▶ WHAT IS BEING ASKED: Search the entries below for the line containing "pub async fn"; from there to the end, return every line exactly and add nothing.

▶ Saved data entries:

BEGIN

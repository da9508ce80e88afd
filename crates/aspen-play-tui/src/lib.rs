//! Full-screen TUI playground for the Aspen language.

pub mod effects;
pub mod events;
pub mod features;
pub mod overlays;
pub mod render;
pub mod runtime;
pub mod state;
pub mod terminal;
pub mod update;

use std::io::{IsTerminal, stderr};

use anyhow::Result;
use aspen_play_core::config::Config;
use aspen_play_core::examples::catalog_with_extras;
use aspen_play_core::runner::Runner;
pub use runtime::TuiRuntime;

use crate::state::AppState;

/// Runs the interactive playground.
///
/// # Errors
/// Fails when stderr is not a terminal, the endpoint is malformed, or the
/// terminal cannot be set up.
pub async fn run_playground(config: &Config) -> Result<()> {
    // The playground requires a terminal to render the TUI
    if !stderr().is_terminal() {
        anyhow::bail!(
            "The playground requires a terminal.\n\
             Use `aspen-play run <file>` for non-interactive execution."
        );
    }

    let endpoint = config.resolve_endpoint()?;
    let catalog = catalog_with_extras(&config.examples);
    let runner = Runner::new(endpoint.clone())?;

    tracing::info!(%endpoint, examples = catalog.len(), "starting playground");

    let state = AppState::new(catalog, endpoint);
    let mut runtime = TuiRuntime::new(state, runner)?;
    runtime.run()?;

    Ok(())
}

END

▶ THE COMPLETED TASK:
pub async fn run_playground(config: &Config) -> Result<()> {
    // The playground requires a terminal to render the TUI
    if !stderr().is_terminal() {
        anyhow::bail!(
            "The playground requires a terminal.\n\
             Use `aspen-play run <file>` for non-interactive execution."
        );
    }

    let endpoint = config.resolve_endpoint()?;
    let catalog = catalog_with_extras(&config.examples);
    let runner = Runner::new(endpoint.clone())?;

    tracing::info!(%endpoint, examples = catalog.len(), "starting playground");

    let state = AppState::new(catalog, endpoint);
    let mut runtime = TuiRuntime::new(state, runner)?;
    runtime.run()?;

    Ok(())
}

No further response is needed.